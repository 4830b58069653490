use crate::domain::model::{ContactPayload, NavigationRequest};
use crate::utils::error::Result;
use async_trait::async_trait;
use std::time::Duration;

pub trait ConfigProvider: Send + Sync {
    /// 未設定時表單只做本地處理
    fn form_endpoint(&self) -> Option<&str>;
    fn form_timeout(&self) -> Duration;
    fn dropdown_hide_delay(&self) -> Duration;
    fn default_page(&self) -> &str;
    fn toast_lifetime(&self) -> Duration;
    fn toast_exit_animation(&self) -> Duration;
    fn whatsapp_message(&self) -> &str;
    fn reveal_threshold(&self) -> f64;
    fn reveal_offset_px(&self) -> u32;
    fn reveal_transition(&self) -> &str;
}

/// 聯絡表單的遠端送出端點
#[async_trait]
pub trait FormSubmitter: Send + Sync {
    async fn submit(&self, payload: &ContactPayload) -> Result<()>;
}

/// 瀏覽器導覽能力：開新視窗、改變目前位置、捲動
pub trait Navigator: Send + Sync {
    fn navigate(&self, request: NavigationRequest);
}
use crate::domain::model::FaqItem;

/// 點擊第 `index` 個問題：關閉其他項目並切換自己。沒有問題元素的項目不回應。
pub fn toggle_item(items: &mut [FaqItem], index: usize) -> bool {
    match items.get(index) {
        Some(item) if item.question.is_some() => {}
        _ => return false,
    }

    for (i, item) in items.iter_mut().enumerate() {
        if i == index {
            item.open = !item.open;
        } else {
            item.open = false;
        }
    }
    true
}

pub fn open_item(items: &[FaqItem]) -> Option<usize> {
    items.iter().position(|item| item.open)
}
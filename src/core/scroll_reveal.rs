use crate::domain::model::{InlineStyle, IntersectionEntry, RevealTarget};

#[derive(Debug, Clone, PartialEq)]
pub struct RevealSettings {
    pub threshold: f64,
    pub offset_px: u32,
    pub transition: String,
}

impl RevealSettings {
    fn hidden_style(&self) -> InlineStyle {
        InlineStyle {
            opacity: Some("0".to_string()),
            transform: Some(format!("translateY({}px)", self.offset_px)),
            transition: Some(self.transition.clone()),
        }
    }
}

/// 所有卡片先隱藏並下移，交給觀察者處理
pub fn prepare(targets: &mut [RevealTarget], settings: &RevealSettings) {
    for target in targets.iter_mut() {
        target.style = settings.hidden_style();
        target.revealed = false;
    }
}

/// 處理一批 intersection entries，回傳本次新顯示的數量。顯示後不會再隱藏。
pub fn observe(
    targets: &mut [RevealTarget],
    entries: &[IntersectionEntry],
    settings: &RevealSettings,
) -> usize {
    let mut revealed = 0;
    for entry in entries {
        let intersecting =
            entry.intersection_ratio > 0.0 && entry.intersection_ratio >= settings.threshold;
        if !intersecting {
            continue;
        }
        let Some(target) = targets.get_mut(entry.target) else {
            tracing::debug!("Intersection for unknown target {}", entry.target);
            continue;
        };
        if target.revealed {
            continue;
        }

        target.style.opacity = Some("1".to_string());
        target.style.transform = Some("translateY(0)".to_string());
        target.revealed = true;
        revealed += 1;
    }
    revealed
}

### [DESCRIPTION OF THE TASK]
Sift the material for lines with the string "NavigationRequest". Copy each one found.

### [RESPONSE BELOW]
use crate::domain::model::{ContactPayload, NavigationRequest};
    fn navigate(&self, request: NavigationRequest);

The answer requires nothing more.